(Collected data entries)
=====

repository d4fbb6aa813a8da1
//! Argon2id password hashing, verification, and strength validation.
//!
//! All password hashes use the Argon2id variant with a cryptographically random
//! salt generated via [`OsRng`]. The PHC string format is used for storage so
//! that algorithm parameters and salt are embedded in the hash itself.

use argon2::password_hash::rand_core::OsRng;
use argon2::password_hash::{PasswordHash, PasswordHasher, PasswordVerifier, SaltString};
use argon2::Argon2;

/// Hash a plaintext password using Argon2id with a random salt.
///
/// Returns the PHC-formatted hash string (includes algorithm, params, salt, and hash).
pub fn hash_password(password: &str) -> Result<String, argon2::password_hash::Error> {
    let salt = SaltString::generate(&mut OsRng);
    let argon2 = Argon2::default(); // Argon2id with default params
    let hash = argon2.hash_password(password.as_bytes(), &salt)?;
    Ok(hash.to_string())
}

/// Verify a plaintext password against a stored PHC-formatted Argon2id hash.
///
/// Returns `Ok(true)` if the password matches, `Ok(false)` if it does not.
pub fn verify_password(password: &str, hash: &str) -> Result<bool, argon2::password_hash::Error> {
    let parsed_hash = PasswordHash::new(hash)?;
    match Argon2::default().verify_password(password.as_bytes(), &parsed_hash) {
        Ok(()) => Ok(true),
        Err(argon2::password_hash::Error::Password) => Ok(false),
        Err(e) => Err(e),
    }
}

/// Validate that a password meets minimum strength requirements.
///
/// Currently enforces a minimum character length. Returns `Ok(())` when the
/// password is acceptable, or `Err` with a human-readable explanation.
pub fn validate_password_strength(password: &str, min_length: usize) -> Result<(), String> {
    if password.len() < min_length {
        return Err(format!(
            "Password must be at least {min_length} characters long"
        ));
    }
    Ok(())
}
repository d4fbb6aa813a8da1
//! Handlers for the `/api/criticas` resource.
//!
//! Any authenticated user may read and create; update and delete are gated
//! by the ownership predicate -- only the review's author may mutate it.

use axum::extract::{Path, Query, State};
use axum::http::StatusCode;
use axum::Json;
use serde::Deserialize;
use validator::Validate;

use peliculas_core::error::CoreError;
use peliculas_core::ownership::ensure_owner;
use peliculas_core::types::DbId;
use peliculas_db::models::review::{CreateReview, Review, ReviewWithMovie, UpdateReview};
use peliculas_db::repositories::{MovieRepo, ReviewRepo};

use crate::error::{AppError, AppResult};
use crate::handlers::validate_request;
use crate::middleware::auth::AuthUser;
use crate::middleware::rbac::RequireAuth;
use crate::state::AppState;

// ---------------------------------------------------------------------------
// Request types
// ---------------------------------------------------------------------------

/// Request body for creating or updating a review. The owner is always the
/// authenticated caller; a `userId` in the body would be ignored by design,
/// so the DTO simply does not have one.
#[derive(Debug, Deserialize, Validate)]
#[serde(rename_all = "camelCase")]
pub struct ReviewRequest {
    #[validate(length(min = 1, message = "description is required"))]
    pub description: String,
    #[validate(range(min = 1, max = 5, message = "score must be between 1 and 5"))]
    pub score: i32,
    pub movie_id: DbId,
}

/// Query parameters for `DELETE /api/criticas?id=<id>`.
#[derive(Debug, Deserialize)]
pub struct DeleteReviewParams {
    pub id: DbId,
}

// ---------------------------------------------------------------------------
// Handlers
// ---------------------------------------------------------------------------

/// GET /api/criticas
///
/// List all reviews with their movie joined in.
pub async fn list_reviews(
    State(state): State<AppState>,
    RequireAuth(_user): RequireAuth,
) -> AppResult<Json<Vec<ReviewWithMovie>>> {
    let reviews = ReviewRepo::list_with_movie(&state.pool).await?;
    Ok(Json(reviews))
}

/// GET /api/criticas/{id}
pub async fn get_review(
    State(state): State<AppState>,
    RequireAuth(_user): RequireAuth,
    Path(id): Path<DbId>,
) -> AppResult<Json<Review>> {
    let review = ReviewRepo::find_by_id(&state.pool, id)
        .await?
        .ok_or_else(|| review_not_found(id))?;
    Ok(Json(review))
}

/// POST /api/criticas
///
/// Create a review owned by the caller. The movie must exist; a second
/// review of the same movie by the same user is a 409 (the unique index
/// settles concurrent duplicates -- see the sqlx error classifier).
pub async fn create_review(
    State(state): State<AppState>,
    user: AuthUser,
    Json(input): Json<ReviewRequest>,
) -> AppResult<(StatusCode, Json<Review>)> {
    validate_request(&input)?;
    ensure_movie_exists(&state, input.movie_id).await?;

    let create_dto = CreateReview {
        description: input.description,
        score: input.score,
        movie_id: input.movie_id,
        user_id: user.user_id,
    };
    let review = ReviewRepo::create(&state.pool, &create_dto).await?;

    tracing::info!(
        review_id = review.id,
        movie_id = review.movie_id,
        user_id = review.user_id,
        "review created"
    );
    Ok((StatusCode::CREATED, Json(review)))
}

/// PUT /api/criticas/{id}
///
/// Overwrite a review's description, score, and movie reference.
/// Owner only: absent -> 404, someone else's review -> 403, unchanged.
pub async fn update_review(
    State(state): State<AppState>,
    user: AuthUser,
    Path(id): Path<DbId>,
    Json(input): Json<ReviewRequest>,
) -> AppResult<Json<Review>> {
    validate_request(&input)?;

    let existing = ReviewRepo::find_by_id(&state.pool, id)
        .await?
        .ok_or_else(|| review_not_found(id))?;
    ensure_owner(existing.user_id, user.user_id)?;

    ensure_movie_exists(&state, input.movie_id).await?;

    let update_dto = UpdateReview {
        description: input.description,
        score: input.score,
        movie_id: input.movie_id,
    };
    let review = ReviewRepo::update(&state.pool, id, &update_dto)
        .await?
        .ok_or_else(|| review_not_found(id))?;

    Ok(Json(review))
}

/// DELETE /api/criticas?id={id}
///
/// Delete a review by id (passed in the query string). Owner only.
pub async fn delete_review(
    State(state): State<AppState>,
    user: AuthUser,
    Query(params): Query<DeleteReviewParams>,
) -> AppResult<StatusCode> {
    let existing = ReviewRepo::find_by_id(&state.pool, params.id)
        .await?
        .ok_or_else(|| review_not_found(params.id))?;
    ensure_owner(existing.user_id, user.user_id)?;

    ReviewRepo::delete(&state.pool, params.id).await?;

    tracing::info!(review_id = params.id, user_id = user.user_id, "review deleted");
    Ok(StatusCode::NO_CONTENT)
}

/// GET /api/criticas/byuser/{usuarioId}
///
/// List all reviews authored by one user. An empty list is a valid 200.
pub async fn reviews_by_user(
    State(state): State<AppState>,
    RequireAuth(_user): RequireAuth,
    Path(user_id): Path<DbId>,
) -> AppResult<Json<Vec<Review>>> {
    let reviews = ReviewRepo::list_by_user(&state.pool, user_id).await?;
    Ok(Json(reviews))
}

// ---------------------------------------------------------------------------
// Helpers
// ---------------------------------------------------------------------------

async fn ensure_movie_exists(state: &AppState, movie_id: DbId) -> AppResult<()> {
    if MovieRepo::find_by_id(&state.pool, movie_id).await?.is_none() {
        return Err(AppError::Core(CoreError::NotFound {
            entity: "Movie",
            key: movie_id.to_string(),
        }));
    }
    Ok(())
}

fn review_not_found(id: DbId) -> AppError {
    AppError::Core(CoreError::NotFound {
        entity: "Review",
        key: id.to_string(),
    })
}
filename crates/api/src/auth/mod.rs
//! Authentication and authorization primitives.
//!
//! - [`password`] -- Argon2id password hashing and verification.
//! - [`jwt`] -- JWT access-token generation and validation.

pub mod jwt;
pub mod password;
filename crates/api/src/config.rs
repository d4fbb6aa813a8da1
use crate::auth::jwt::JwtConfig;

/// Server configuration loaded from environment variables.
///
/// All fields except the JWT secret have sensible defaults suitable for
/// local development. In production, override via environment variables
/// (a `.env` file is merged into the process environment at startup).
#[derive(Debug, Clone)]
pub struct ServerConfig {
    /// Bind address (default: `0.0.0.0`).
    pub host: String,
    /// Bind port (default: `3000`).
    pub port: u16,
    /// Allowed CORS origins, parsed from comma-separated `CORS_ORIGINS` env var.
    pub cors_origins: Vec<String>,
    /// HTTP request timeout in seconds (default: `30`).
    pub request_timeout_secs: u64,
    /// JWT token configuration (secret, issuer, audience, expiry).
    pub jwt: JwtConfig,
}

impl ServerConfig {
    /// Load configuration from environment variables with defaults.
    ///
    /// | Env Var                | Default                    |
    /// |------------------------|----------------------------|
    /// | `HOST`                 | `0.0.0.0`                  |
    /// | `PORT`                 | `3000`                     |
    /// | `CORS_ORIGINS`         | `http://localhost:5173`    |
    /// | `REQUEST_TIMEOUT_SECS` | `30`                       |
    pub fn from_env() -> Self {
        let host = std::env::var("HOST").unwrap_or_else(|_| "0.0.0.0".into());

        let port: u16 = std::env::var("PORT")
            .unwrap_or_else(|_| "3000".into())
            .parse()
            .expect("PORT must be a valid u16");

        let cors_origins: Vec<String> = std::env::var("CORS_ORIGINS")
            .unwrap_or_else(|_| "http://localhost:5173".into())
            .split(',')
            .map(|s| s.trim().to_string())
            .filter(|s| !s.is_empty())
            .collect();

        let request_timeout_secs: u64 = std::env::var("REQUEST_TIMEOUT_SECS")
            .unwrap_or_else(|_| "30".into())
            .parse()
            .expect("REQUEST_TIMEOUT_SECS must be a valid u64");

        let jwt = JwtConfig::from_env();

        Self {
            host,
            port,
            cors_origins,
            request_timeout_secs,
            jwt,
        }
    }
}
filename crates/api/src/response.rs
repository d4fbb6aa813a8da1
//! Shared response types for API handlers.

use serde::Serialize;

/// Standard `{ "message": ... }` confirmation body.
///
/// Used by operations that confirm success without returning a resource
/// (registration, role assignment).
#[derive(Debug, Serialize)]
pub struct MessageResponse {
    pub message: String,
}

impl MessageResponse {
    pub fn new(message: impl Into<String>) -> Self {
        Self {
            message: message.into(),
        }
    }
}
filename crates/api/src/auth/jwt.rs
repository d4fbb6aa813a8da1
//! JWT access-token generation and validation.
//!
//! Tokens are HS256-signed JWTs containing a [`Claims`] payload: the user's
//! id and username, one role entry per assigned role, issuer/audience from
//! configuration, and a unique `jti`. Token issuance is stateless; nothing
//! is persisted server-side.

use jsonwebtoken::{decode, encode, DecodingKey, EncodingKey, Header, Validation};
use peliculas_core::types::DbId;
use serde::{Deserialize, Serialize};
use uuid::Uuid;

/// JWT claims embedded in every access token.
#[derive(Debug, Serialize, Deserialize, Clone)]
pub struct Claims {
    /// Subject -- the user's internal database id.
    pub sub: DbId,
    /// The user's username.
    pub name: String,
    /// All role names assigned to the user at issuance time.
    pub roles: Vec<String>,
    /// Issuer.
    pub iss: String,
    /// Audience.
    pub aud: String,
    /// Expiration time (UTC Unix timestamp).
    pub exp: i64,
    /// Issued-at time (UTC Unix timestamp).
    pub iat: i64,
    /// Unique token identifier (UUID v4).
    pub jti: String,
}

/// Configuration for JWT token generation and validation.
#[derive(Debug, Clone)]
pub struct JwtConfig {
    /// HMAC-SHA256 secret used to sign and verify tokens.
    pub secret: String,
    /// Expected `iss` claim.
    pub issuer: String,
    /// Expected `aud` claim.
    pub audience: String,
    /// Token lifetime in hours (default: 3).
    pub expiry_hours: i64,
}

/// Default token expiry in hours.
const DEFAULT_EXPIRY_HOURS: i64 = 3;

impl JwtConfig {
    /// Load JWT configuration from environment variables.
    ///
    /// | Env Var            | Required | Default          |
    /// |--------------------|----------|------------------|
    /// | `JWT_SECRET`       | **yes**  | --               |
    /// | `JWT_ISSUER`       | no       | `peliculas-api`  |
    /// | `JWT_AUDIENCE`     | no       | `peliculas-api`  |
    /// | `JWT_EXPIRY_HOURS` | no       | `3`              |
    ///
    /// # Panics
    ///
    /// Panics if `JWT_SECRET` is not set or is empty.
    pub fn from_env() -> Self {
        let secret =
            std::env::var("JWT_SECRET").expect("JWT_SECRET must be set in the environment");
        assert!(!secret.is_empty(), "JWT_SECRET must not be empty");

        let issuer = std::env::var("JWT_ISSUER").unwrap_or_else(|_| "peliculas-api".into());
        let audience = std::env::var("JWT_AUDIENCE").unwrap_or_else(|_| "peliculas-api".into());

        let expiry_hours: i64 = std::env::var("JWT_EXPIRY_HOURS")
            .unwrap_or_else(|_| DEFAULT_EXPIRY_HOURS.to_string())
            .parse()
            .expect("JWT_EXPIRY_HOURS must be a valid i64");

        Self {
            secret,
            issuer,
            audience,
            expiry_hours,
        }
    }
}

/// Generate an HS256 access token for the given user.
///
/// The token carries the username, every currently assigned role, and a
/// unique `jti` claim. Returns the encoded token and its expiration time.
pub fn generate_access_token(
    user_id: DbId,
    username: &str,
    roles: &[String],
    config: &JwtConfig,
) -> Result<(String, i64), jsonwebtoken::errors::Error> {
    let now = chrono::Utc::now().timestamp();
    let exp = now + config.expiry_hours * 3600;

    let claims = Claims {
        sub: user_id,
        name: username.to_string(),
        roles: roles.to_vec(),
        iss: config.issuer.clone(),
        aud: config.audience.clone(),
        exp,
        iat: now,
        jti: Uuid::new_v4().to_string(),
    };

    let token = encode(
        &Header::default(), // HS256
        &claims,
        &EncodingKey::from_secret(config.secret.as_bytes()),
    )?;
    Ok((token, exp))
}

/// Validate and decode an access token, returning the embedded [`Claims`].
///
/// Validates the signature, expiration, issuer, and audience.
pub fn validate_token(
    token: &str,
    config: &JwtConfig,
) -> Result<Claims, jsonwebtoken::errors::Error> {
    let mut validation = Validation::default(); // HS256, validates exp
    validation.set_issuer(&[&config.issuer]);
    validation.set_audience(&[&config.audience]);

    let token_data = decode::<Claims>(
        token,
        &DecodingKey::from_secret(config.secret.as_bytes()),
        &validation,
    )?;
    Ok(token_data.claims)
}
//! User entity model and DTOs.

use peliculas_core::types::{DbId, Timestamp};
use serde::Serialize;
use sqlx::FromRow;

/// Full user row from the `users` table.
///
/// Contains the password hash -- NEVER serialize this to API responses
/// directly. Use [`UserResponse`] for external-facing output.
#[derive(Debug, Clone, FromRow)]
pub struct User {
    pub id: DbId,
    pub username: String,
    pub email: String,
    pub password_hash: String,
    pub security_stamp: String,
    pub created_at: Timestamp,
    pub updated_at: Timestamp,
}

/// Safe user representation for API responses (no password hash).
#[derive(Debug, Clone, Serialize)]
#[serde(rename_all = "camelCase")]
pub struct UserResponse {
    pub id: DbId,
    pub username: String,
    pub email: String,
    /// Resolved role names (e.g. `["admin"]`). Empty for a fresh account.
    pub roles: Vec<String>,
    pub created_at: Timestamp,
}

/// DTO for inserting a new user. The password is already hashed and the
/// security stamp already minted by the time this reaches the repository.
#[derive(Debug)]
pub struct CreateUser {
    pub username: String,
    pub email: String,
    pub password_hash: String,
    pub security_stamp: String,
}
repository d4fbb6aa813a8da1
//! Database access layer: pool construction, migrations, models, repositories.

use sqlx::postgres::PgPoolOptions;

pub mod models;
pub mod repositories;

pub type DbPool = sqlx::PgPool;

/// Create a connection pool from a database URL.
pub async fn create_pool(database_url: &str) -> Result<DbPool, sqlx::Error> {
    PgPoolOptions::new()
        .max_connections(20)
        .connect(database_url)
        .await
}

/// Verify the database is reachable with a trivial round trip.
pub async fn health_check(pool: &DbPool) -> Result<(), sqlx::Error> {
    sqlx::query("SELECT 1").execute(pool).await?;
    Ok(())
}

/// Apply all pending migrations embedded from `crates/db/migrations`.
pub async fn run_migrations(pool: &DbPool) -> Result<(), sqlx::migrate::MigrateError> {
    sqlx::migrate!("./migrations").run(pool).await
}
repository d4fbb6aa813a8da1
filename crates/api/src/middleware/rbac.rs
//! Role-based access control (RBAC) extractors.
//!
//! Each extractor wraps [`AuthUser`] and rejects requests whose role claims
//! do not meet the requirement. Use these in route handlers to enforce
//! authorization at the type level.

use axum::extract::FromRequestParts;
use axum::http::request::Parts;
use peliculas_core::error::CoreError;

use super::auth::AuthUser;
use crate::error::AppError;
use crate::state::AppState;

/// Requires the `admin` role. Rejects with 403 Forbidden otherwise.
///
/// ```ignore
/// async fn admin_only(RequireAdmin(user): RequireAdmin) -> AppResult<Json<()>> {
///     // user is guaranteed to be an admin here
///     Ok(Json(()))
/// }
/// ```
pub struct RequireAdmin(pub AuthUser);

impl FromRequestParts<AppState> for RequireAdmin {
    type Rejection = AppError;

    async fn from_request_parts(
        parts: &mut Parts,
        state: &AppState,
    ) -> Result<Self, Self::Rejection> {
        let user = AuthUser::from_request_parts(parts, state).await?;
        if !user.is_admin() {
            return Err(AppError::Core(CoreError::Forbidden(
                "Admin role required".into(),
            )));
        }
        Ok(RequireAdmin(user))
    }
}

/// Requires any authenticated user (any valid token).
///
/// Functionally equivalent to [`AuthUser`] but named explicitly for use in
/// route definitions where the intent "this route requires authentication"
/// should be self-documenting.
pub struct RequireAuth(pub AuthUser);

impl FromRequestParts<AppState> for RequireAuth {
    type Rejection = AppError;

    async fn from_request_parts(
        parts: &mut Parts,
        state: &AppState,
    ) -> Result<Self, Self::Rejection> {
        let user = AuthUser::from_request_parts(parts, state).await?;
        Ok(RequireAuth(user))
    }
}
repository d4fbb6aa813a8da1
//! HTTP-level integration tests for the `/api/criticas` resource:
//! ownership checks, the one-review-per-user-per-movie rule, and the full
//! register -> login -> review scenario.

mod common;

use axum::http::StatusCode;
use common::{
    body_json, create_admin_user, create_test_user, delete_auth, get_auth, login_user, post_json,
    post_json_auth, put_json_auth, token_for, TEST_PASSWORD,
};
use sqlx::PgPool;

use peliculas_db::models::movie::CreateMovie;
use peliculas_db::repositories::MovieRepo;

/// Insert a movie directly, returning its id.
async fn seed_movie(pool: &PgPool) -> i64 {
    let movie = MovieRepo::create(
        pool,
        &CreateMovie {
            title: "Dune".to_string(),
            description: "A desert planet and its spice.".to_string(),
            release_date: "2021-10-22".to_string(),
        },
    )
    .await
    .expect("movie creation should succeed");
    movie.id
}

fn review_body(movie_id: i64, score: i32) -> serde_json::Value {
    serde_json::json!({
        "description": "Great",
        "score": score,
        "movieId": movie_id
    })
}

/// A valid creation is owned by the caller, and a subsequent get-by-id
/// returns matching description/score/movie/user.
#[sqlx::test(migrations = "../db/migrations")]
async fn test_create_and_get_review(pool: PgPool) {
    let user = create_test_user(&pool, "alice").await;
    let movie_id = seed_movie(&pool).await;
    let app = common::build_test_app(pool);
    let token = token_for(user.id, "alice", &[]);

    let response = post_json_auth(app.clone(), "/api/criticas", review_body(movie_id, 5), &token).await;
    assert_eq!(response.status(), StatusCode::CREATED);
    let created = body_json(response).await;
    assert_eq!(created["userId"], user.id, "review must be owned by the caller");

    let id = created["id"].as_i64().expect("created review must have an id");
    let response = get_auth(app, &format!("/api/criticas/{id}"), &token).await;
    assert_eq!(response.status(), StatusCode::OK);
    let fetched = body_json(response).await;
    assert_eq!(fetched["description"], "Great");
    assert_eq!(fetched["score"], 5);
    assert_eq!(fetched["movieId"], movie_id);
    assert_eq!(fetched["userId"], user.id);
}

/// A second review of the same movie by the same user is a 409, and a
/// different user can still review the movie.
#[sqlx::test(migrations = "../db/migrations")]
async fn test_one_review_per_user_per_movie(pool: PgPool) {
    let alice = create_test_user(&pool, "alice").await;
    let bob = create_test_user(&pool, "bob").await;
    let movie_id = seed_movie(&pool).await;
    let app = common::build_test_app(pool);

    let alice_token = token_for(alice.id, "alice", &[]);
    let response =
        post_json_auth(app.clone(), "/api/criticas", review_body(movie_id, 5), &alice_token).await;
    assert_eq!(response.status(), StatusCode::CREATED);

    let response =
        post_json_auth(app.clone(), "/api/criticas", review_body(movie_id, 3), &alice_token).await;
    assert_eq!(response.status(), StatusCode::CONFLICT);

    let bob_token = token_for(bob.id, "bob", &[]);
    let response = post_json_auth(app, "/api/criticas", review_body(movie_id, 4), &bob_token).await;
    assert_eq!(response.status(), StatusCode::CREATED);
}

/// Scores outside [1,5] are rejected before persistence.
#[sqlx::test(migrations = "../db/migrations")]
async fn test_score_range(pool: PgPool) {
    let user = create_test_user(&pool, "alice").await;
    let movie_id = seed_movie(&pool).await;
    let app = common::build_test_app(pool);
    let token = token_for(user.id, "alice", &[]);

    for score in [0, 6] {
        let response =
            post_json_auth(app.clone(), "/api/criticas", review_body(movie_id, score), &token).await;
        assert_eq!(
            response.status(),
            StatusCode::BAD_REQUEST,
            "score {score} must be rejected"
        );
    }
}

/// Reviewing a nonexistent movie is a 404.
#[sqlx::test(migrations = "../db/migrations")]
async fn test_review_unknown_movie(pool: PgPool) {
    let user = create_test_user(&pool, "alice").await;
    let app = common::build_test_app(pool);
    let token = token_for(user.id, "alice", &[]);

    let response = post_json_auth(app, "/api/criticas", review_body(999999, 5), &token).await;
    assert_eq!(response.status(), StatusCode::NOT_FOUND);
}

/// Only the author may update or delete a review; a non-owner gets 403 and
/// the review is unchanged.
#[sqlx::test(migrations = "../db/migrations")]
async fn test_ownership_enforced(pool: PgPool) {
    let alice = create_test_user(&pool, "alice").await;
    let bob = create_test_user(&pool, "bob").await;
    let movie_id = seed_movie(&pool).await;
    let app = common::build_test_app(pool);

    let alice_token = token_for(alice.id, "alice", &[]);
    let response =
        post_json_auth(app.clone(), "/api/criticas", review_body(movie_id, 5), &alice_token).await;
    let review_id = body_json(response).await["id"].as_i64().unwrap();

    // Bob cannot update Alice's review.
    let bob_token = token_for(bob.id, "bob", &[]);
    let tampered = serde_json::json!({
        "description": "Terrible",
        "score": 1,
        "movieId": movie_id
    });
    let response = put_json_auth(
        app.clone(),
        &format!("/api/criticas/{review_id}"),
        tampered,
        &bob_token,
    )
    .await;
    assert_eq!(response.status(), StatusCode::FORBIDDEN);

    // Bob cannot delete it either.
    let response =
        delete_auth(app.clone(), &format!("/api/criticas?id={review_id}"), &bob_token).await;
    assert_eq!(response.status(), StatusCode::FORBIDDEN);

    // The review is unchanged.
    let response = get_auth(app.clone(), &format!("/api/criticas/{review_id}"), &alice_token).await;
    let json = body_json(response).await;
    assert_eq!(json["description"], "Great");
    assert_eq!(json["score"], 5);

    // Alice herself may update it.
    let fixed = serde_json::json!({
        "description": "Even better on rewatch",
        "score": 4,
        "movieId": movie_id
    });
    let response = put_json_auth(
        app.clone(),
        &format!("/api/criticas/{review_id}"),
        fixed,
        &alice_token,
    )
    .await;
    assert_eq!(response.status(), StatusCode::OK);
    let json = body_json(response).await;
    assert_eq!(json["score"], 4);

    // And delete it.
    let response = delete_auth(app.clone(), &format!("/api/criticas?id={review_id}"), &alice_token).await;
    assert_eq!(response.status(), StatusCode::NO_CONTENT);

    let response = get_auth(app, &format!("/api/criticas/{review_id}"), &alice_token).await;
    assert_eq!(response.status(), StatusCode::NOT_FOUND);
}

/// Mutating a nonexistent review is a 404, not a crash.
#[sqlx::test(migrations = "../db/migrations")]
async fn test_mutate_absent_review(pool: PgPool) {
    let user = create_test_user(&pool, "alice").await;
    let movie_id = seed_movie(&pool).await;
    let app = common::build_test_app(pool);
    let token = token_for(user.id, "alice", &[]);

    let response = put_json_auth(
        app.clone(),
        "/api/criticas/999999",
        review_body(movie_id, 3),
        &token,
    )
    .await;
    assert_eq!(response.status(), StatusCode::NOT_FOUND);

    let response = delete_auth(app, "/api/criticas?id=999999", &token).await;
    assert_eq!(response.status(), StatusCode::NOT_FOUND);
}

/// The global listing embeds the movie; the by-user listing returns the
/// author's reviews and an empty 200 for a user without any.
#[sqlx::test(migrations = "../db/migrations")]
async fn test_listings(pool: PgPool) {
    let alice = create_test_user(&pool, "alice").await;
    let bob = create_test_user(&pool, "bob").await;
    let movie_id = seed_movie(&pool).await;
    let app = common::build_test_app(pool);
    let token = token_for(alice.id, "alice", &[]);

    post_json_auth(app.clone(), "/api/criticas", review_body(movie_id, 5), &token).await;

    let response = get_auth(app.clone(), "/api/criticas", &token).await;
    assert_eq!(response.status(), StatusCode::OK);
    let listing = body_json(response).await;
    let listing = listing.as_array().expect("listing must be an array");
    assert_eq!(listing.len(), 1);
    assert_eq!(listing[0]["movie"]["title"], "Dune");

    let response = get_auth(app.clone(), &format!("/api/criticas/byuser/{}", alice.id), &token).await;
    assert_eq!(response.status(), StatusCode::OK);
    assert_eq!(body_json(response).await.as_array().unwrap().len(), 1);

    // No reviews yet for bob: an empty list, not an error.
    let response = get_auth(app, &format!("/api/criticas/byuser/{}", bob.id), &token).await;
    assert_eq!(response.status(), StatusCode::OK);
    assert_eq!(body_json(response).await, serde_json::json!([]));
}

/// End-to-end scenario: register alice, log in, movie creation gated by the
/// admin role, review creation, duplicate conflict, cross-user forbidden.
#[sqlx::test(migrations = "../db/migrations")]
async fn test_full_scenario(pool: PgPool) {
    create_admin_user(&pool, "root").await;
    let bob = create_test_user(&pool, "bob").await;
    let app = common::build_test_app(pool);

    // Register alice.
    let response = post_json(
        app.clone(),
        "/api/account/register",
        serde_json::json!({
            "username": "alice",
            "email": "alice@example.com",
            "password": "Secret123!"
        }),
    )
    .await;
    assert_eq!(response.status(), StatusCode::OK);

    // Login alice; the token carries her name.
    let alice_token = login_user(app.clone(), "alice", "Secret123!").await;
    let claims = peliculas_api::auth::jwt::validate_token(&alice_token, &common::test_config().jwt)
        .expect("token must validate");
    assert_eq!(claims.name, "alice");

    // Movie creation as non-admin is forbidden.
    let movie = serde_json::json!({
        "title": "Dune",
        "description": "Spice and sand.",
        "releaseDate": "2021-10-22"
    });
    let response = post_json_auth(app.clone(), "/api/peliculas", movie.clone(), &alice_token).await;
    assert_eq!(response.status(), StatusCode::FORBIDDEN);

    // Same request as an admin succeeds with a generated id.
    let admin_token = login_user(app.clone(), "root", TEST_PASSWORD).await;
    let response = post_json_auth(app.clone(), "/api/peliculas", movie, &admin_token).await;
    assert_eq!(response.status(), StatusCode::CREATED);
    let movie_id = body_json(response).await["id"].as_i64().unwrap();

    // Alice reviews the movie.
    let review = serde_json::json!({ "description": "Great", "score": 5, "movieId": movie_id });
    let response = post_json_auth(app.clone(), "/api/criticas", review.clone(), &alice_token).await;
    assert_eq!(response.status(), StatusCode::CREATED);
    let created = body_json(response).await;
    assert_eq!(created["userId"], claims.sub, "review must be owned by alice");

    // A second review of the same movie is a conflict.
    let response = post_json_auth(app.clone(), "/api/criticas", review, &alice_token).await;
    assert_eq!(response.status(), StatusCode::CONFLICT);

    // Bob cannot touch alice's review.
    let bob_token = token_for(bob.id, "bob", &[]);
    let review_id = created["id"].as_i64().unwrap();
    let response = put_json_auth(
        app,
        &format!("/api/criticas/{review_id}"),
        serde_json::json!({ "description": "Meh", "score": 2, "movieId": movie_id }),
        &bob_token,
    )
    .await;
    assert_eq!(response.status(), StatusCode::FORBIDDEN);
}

=====

§ ACTIVITY
All lines with the word "Header" need to be copied from the data above.

§ ANSWER SECTION
use jsonwebtoken::{decode, encode, DecodingKey, EncodingKey, Header, Validation};
        &Header::default(), // HS256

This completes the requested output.